Publicado 02/06/2010 08:58 | Editado 04/03/2020 16:33
Todo grande homem necessariamente foi um grande sábio. Nenhum grande homem sendo sábio deixou de expressar sua visão holística em favor de um mundo novo e de uma vida digna, ética, confortável e harmoniosa para todos na sua mais profunda simetria respeitosa com a natureza. Porque esta era a antevisão inerente aos homens que viveram além do seu tempo. Razão de serem grandes e te terem ficado para sempre na história da humanidade.

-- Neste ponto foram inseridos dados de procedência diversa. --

//! Signaling commands exchanged with the remote peer.
//!
//! The transport itself is an external collaborator: anything that delivers
//! [`SignalingMessage`]s in order and implements [`SignalingChannel`] for the
//! outgoing direction can drive a session.
//!
//! # Wire format
//!
//! Each message is a command tag (`OFFER`, `ANSWER`, `ICE`) plus a payload
//! string. SDP payloads are passed through untouched; ICE payloads use the
//! `$`-delimited encoding in [`ice`].

pub mod ice;
pub mod memory;

use std::fmt;
use std::str::FromStr;

use async_trait::async_trait;
use thiserror::Error;

pub use ice::{ICE_SEPARATOR, IceCandidateError, IceCandidateRecord};

#[derive(Debug, Error)]
pub enum SignalingError {
    #[error("signaling channel disconnected")]
    Disconnected,

    #[error("unknown signaling command: {0}")]
    UnknownCommand(String),

    #[error("malformed ICE payload: {0}")]
    MalformedIce(#[from] IceCandidateError),
}

/// Command tag of a signaling message.
#[derive(Debug, Clone, Copy, PartialEq, Eq, Hash)]
pub enum SignalingType {
    Offer,
    Answer,
    Ice,
}

impl SignalingType {
    pub const ALL: [SignalingType; 3] = [Self::Offer, Self::Answer, Self::Ice];

    pub fn as_str(&self) -> &'static str {
        match self {
            Self::Offer => "OFFER",
            Self::Answer => "ANSWER",
            Self::Ice => "ICE",
        }
    }
}

impl fmt::Display for SignalingType {
    fn fmt(&self, f: &mut fmt::Formatter<'_>) -> fmt::Result {
        f.write_str(self.as_str())
    }
}

impl FromStr for SignalingType {
    type Err = SignalingError;

    fn from_str(s: &str) -> Result<Self, Self::Err> {
        Self::ALL
            .into_iter()
            .find(|t| t.as_str() == s)
            .ok_or_else(|| SignalingError::UnknownCommand(s.to_string()))
    }
}

/// A typed signaling command, consumed exactly once by the session.
#[derive(Debug, Clone, PartialEq, Eq)]
pub enum SignalingCommand {
    Offer(String),
    Answer(String),
    /// Still-encoded candidate; decoding happens inside the session so a
    /// malformed payload only drops this one event.
    Ice(String),
}

impl SignalingCommand {
    pub fn signaling_type(&self) -> SignalingType {
        match self {
            Self::Offer(_) => SignalingType::Offer,
            Self::Answer(_) => SignalingType::Answer,
            Self::Ice(_) => SignalingType::Ice,
        }
    }

    pub fn payload(&self) -> &str {
        match self {
            Self::Offer(p) | Self::Answer(p) | Self::Ice(p) => p,
        }
    }

    pub fn into_message(self) -> SignalingMessage {
        let command = self.signaling_type().as_str().to_string();
        let payload = match self {
            Self::Offer(p) | Self::Answer(p) | Self::Ice(p) => p,
        };
        SignalingMessage { command, payload }
    }
}

/// Raw `(command, payload)` pair as delivered by a transport.
#[derive(Debug, Clone, PartialEq, Eq)]
pub struct SignalingMessage {
    pub command: String,
    pub payload: String,
}

impl SignalingMessage {
    pub fn new(command: impl Into<String>, payload: impl Into<String>) -> Self {
        Self {
            command: command.into(),
            payload: payload.into(),
        }
    }

    /// Frame as a single text line: `"<TAG> <payload>"`.
    pub fn to_line(&self) -> String {
        format!("{} {}", self.command, self.payload)
    }

    /// Split a text line at the first space. A line without a space is a
    /// bare command with an empty payload.
    pub fn parse_line(line: &str) -> Self {
        match line.split_once(' ') {
            Some((command, payload)) => Self::new(command, payload),
            None => Self::new(line, ""),
        }
    }
}

impl TryFrom<SignalingMessage> for SignalingCommand {
    type Error = SignalingError;

    fn try_from(msg: SignalingMessage) -> Result<Self, Self::Error> {
        Ok(match msg.command.parse::<SignalingType>()? {
            SignalingType::Offer => Self::Offer(msg.payload),
            SignalingType::Answer => Self::Answer(msg.payload),
            SignalingType::Ice => Self::Ice(msg.payload),
        })
    }
}

/// Decodes the payload of an ICE command.
pub fn decode_ice(payload: &str) -> Result<IceCandidateRecord, SignalingError> {
    Ok(IceCandidateRecord::decode(payload)?)
}

/// Outgoing half of the signaling transport.
#[async_trait]
pub trait SignalingChannel: Send + Sync {
    async fn send_command(
        &self,
        command: SignalingType,
        payload: String,
    ) -> Result<(), SignalingError>;
}
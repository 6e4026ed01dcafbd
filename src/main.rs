use std::path::PathBuf;
use std::sync::Arc;
use std::time::Duration;

use anyhow::Context;
use chrono::Local;
use clap::{Parser, ValueEnum};
use log::{info, warn};
use peer_session::NegotiationCore;
use peer_session::config::SessionConfig;
use peer_session::media::{VideoSource, WebRtcMediaEngine};
use peer_session::signaling::memory;

// Loopback demo: two sessions negotiate with each other over an in-memory
// signaling link, then the caller switches its video source.
//
// Usage:
//   cargo run                                   # host candidates only
//   cargo run -- --config session.json          # custom ICE servers etc.
//   cargo run -- --switch-to file --settle-ms 3000

#[derive(Debug, Parser)]
#[command(name = "peer-session", about = "Loopback negotiation demo")]
struct Args {
    /// JSON session config. Without it no STUN/TURN servers are used.
    #[arg(short, long)]
    config: Option<PathBuf>,

    /// Source the caller switches to after the first exchange.
    #[arg(short, long, value_enum, default_value_t = Source::Front)]
    switch_to: Source,

    /// Time given to each exchange before moving on.
    #[arg(long, default_value_t = 1500)]
    settle_ms: u64,
}

#[derive(Debug, Clone, Copy, ValueEnum)]
enum Source {
    Front,
    Back,
    File,
}

impl From<Source> for VideoSource {
    fn from(source: Source) -> Self {
        match source {
            Source::Front => VideoSource::FrontCamera,
            Source::Back => VideoSource::BackCamera,
            Source::File => VideoSource::File,
        }
    }
}

fn main() -> anyhow::Result<()> {
    let args = Args::parse();

    env_logger::Builder::from_env(env_logger::Env::default().default_filter_or("info"))
        .format(|buf, record| {
            use std::io::Write;
            writeln!(
                buf,
                "{} [{:<5}] [{}] - {}",
                Local::now().format("%H:%M:%S"),
                record.level(),
                record.target(),
                record.args()
            )
        })
        .init();

    let config = match &args.config {
        Some(path) => SessionConfig::from_json_file(path)
            .with_context(|| format!("loading {}", path.display()))?,
        None => SessionConfig::local_only(),
    };

    let rt = tokio::runtime::Builder::new_multi_thread()
        .enable_all()
        .build()
        .context("failed to build tokio runtime")?;

    rt.block_on(run(args, config))
}

async fn run(args: Args, config: SessionConfig) -> anyhow::Result<()> {
    let settle = Duration::from_millis(args.settle_ms);
    let ((caller_link, caller_rx), (callee_link, callee_rx)) = memory::pair("caller", "callee");

    let caller = NegotiationCore::spawn(
        Arc::new(WebRtcMediaEngine::new(&config)),
        Arc::new(caller_link),
        config.clone(),
    );
    let callee = NegotiationCore::spawn(
        Arc::new(WebRtcMediaEngine::new(&config)),
        Arc::new(callee_link),
        config,
    );
    caller.attach_signaling(caller_rx);
    callee.attach_signaling(callee_rx);

    for (name, core) in [("caller", &caller), ("callee", &callee)] {
        let mut remote = core.subscribe_remote();
        let mut failures = core.subscribe_failures();
        tokio::spawn(async move {
            loop {
                tokio::select! {
                    Ok(track) = remote.recv() => info!("[{}] remote track {}", name, track.id),
                    Ok(failure) = failures.recv() => warn!("[{}] {}", name, failure),
                    else => break,
                }
            }
        });
    }

    caller.start().await.context("starting caller")?;
    tokio::time::sleep(settle).await;

    callee.start().await.context("starting callee")?;
    tokio::time::sleep(settle).await;

    let switched = caller
        .switch_source(args.switch_to.into())
        .await
        .context("switching caller source")?;
    if switched {
        info!("Caller switched to {:?}, renegotiating", args.switch_to);
    } else {
        info!("Caller already on {:?}", args.switch_to);
    }
    tokio::time::sleep(settle).await;

    for (name, core) in [("caller", &caller), ("callee", &callee)] {
        let snapshot = core.snapshot().await?;
        info!("[{}] {}", name, serde_json::to_string_pretty(&snapshot)?);
    }

    caller.stop().await?;
    callee.stop().await?;
    caller.shutdown().await?;
    callee.shutdown().await?;
    Ok(())
}
//! In-process signaling transport.
//!
//! [`pair`] returns two endpoints cross-wired through tokio channels, so
//! whatever one side sends arrives in order on the other side's receiver.

use async_trait::async_trait;
use log::debug;
use tokio::sync::mpsc;

use super::{SignalingChannel, SignalingError, SignalingMessage, SignalingType};

const CHANNEL_CAPACITY: usize = 100;

/// Sending half of one endpoint of an in-memory signaling link.
#[derive(Debug, Clone)]
pub struct MemorySignaling {
    name: String,
    peer_tx: mpsc::Sender<SignalingMessage>,
}

impl MemorySignaling {
    pub fn name(&self) -> &str {
        &self.name
    }
}

#[async_trait]
impl SignalingChannel for MemorySignaling {
    async fn send_command(
        &self,
        command: SignalingType,
        payload: String,
    ) -> Result<(), SignalingError> {
        debug!(target: "Signaling/Memory", "{} -> {} ({} bytes)", self.name, command, payload.len());
        self.peer_tx
            .send(SignalingMessage::new(command.as_str(), payload))
            .await
            .map_err(|_| SignalingError::Disconnected)
    }
}

pub type Endpoint = (MemorySignaling, mpsc::Receiver<SignalingMessage>);

/// Creates two connected endpoints named `a` and `b`.
pub fn pair(a: &str, b: &str) -> (Endpoint, Endpoint) {
    let (to_a, from_b) = mpsc::channel(CHANNEL_CAPACITY);
    let (to_b, from_a) = mpsc::channel(CHANNEL_CAPACITY);

    let left = MemorySignaling {
        name: a.to_string(),
        peer_tx: to_b,
    };
    let right = MemorySignaling {
        name: b.to_string(),
        peer_tx: to_a,
    };
    ((left, from_b), (right, from_a))
}
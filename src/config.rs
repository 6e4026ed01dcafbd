//! Session configuration.

use std::path::Path;
use std::time::Duration;

use serde::{Deserialize, Serialize};
use thiserror::Error;

use crate::media::CameraFacing;

#[derive(Debug, Error)]
pub enum ConfigError {
    #[error("failed to read config file {path}: {source}")]
    Read {
        path: String,
        #[source]
        source: std::io::Error,
    },

    #[error("invalid config file {path}: {source}")]
    Parse {
        path: String,
        #[source]
        source: serde_json::Error,
    },
}

/// A STUN or TURN server handed to the media engine.
#[derive(Debug, Clone, PartialEq, Eq, Serialize, Deserialize)]
pub struct IceServerConfig {
    pub urls: Vec<String>,
    #[serde(default, skip_serializing_if = "Option::is_none")]
    pub username: Option<String>,
    #[serde(default, skip_serializing_if = "Option::is_none")]
    pub credential: Option<String>,
}

impl IceServerConfig {
    pub fn stun(url: &str) -> Self {
        Self {
            urls: vec![url.to_string()],
            username: None,
            credential: None,
        }
    }

    pub fn turn(url: &str, username: &str, credential: &str) -> Self {
        Self {
            urls: vec![url.to_string()],
            username: Some(username.to_string()),
            credential: Some(credential.to_string()),
        }
    }
}

/// Capture constraints applied when the engine opens a video source.
#[derive(Debug, Clone, Copy, PartialEq, Eq, Serialize, Deserialize)]
pub struct CaptureConstraints {
    pub width: u32,
    pub height: u32,
    pub fps: u32,
}

impl Default for CaptureConstraints {
    fn default() -> Self {
        Self {
            width: 640,
            height: 480,
            fps: 30,
        }
    }
}

#[derive(Debug, Clone, PartialEq, Eq, Serialize, Deserialize)]
#[serde(default)]
pub struct SessionConfig {
    pub ice_servers: Vec<IceServerConfig>,
    pub capture: CaptureConstraints,
    /// Always negotiate a receive video section, even with no local track.
    pub offer_to_receive_video: bool,
    /// Delay before a retained remote track is delivered to subscribers,
    /// so the rendering surface has time to initialize.
    pub remote_track_replay_delay_ms: u64,
    /// Camera used by the first `start()`; flipped on every `stop()`.
    pub initial_facing: CameraFacing,
    /// Buffer size of each broadcast stream.
    pub event_channel_capacity: usize,
}

impl Default for SessionConfig {
    fn default() -> Self {
        Self {
            ice_servers: default_ice_servers(),
            capture: CaptureConstraints::default(),
            offer_to_receive_video: true,
            remote_track_replay_delay_ms: 100,
            initial_facing: CameraFacing::Back,
            event_channel_capacity: 100,
        }
    }
}

impl SessionConfig {
    pub fn from_json_file(path: impl AsRef<Path>) -> Result<Self, ConfigError> {
        let path = path.as_ref();
        let raw = std::fs::read_to_string(path).map_err(|source| ConfigError::Read {
            path: path.display().to_string(),
            source,
        })?;
        serde_json::from_str(&raw).map_err(|source| ConfigError::Parse {
            path: path.display().to_string(),
            source,
        })
    }

    /// Config without any STUN/TURN servers, for host-only local sessions.
    pub fn local_only() -> Self {
        Self {
            ice_servers: Vec::new(),
            ..Self::default()
        }
    }

    pub fn remote_track_replay_delay(&self) -> Duration {
        Duration::from_millis(self.remote_track_replay_delay_ms)
    }
}

fn default_ice_servers() -> Vec<IceServerConfig> {
    let mut servers = vec![IceServerConfig::stun("stun:stun.l.google.com:19302")];
    for i in 1..=6 {
        servers.push(IceServerConfig::stun(&format!(
            "stun:stun{i}.l.google.com:19302"
        )));
    }
    servers.push(IceServerConfig::stun("stun:relay.metered.ca:80"));
    servers.push(IceServerConfig::turn(
        "turn:openrelay.metered.ca:80",
        "openrelayproject",
        "openrelayproject",
    ));
    servers
}
//! Session error types.

use thiserror::Error;

use crate::media::MediaError;

#[derive(Debug, Error)]
pub enum SessionError {
    /// The peer connection could not be created. Nothing else can proceed.
    #[error("failed to create peer connection: {0}")]
    PeerConnection(#[source] MediaError),

    #[error("invalid session state transition: {0}")]
    InvalidTransition(#[from] super::state::InvalidTransition),

    #[error("session is not started")]
    NotReady,

    #[error("media engine error: {0}")]
    Media(#[from] MediaError),

    #[error("session worker has stopped")]
    Closed,
}
//! Configuration loading for mixlang.
//!
//! Configuration is optional. When present it lives in a YAML file
//! (`mixlang.yaml` by default) and narrows or tunes the pipeline:
//!
//! ```yaml
//! languages: [js, py]     # enabled extractors; omit for all built-ins
//! show-identifiers: true  # render identifiers after each section
//! parallel: false         # extract sections on the rayon thread pool
//! ```

use std::path::Path;

use serde::{Deserialize, Serialize};
use tracing::debug;

use crate::error::{Error, Result};
use crate::registry::Registry;

/// Name of the configuration file looked up by [`Config::discover`].
pub const CONFIG_FILE_NAME: &str = "mixlang.yaml";

/// Pipeline and output settings.
#[derive(Debug, Clone, Default, Serialize, Deserialize, PartialEq, Eq)]
#[serde(default, rename_all = "kebab-case")]
pub struct Config {
    /// Language tags to enable. `None` enables every built-in extractor.
    pub languages: Option<Vec<String>>,

    /// Render each section's identifiers after its code
    pub show_identifiers: bool,

    /// Run extraction across sections in parallel
    pub parallel: bool,
}

impl Config {
    /// Load configuration from a YAML file.
    ///
    /// An empty file yields the default configuration.
    ///
    /// # Errors
    ///
    /// Returns [`Error::Io`] if the file cannot be read and [`Error::Config`]
    /// if it is not valid configuration YAML.
    pub fn load(path: &Path) -> Result<Self> {
        let content = std::fs::read_to_string(path)?;
        if content.trim().is_empty() {
            return Ok(Self::default());
        }
        serde_yaml::from_str(&content)
            .map_err(|e| Error::Config(format!("{}: {e}", path.display())))
    }

    /// Load `mixlang.yaml` from `dir` if it exists, otherwise use defaults.
    ///
    /// # Errors
    ///
    /// Same as [`Config::load`] when the file exists.
    pub fn discover(dir: &Path) -> Result<Self> {
        let path = dir.join(CONFIG_FILE_NAME);
        if path.is_file() {
            debug!(path = %path.display(), "Loading configuration");
            Self::load(&path)
        } else {
            Ok(Self::default())
        }
    }

    /// Built-in registry narrowed to the enabled languages.
    #[must_use]
    pub fn registry(&self) -> Registry {
        let mut registry = Registry::builtin();
        if let Some(enabled) = &self.languages {
            registry.retain_languages(enabled);
        }
        registry
    }
}
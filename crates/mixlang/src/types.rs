//! Domain types for mixlang.
//!
//! - **`Section`**: one tagged block of a mix file, with its verbatim code
//! - **`Identifier`**: one declaration recognized inside a section's code
//! - **`IdentifierKind`**: the declaration category (variable, function, class)
//!
//! Sections are produced by the splitter with an empty identifier list and
//! filled in exactly once by the pipeline's extraction pass.

use serde::{Deserialize, Serialize};

// ============================================================================
// Enums
// ============================================================================

/// Category of a recognized declaration.
#[derive(Debug, Clone, Copy, PartialEq, Eq, Hash, Serialize, Deserialize)]
#[serde(rename_all = "lowercase")]
pub enum IdentifierKind {
    /// `var`/`let`/`const` in JavaScript, any assignment target in Python
    Variable,
    /// `function` in JavaScript, `def` in Python
    Function,
    /// `class` in both languages
    Class,
}

impl IdentifierKind {
    /// Lowercase name used in rendered output.
    #[must_use]
    pub fn as_str(&self) -> &'static str {
        match self {
            Self::Variable => "variable",
            Self::Function => "function",
            Self::Class => "class",
        }
    }
}

impl std::fmt::Display for IdentifierKind {
    fn fmt(&self, f: &mut std::fmt::Formatter<'_>) -> std::fmt::Result {
        f.write_str(self.as_str())
    }
}

// ============================================================================
// Entities
// ============================================================================

/// A declaration recognized by an identifier extractor.
///
/// Identifiers carry no position information and no links to other
/// identifiers; each one is a standalone fact owned by its [`Section`].
#[derive(Debug, Clone, PartialEq, Eq, Hash, Serialize, Deserialize)]
pub struct Identifier {
    /// The captured token
    pub name: String,
    /// What kind of declaration matched
    pub kind: IdentifierKind,
    /// Language tag of the owning section
    pub language: String,
}

impl Identifier {
    /// Create a new identifier.
    #[must_use]
    pub fn new(name: impl Into<String>, kind: IdentifierKind, language: impl Into<String>) -> Self {
        Self {
            name: name.into(),
            kind,
            language: language.into(),
        }
    }
}

/// One language-tagged block of a mix file.
#[derive(Debug, Clone, Default, PartialEq, Eq, Serialize, Deserialize)]
pub struct Section {
    /// Interior of the boundary marker that opened this section
    pub language: String,
    /// Every line of the block, each terminated by `\n`
    pub code: String,
    /// Declarations found in `code`; empty until extraction runs
    pub identifiers: Vec<Identifier>,
}

impl Section {
    /// Create a section with no identifiers.
    #[must_use]
    pub fn new(language: impl Into<String>, code: impl Into<String>) -> Self {
        Self {
            language: language.into(),
            code: code.into(),
            identifiers: Vec::new(),
        }
    }

    /// Identifiers of a single kind, in extraction order.
    pub fn identifiers_of(&self, kind: IdentifierKind) -> impl Iterator<Item = &Identifier> {
        self.identifiers.iter().filter(move |id| id.kind == kind)
    }

    /// Number of lines in the section's code.
    #[must_use]
    pub fn line_count(&self) -> usize {
        self.code.lines().count()
    }
}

Hoje vivemos tempos conflitantes de uma civilização mergulhada no caos, ajudada por uma crise moral e ecológica em escala planetária sem nenhum precedente na história. Temos por tudo isso, que reverenciar figuras humanísticas e proféticas que de alguma maneira especial devotaram suas vidas pelo progresso e a felicidade coletiva do mundo, dentre as quais não somente do ponto de vista ambiental podemos destacar Aristóteles, São Francisco de Assis e, por que não dizer, o padre Cícero Romão Batista – o santo popular do Nordeste?
Assim como São Francisco, considerado o Santo da natureza, Padre Cícero acaba de ser aclamado com o título de Padroeiro da Natureza. O título foi dado recentemente pelos ecologistas da mundialmente conhecida ONG ambiental Greenpeace. Um belo reconhecimento pelas ações educativas de caráter ecológico praticadas pelo padre junto aos seus romeiros e devotos. Numa época em que as preocupações acerca do meio ambiente e da biodiversidade ainda não existiam sequer nos meio acadêmicos e científicos. Os chamados preceitos ecológicos do meu “padim Ciço” que hoje vão ao encontro de toda uma crise mundial por que passa os ecossistemas terrestres quando à natureza encontra-se a beira de um colapso total, em face da voracidade com que a espécie humana vez consumindo e devastando os recursos naturais em todo o mundo. Neste cenário dantesco, diríamos que os preceitos do Padre Cícero evidenciam ainda mais sua cosmovisão quase profética de um sábio.
Padre Cícero foi, no sentido lídimo do termo, um ardoroso defensor da nossa Caatinga, um bioma só existente no Nordeste do Brasil. Falando de modo simples a língua do seu povo, o padre do Juazeiro do Norte dentre outras coisas dava conselhos importantes de como conviver com a seca e, em paz e harmonia com a natureza. De uma planta endêmica da caatinga – a maniçoba – chegou inclusive a produzir e exportar a matéria-prima da borracha. Por tudo que fez, pensou e agiu, Padre Cícero: o cearense do século, foi em suma, um homem póstumo como bem dissera outro dia Nietzsche.
Com os seus preceitos ele defendia:
Não derrube o mato, nem mesmo um só pé de pau.
Não toque fogo no roçado nem na Caatinga.
Não cace e deixe os bichos viverem, eles também são filhos de Deus.
Não crie o boi nem o bode soltos, faça cercado e deixe o pasto descansar para se refazer.
Não plante serra acima, nem faça roçado em ladeira muito em pé. Deixe o mato protegendo a terra para que a água não arraste e não se perca suas riquezas.
Faça uma cisterna no oitão de sua casa para guardar a água das chuvas.
Represe os riachos de cem em cem metros, ainda que seja com pedras soltas.
Plante cada dia pelos menos um pé de algaroba, de caju, de sabiá ou outra árvore qualquer. Até que o sertão todo seja uma mata só.
Aprenda a tirar proveito das plantas da caatinga, como a maniçoba, a favela e a jurema. Elas podem ajudar você a conviver com a seca.
Se o sertanejo obedecer a estes preceitos, a seca vai aos poucos se acabando, o gado melhorando e o povo terá sempre o que comer.
Mas, se o povo não obedecer, dentro de pouco tempo o sertão todo vai virar um deserto só.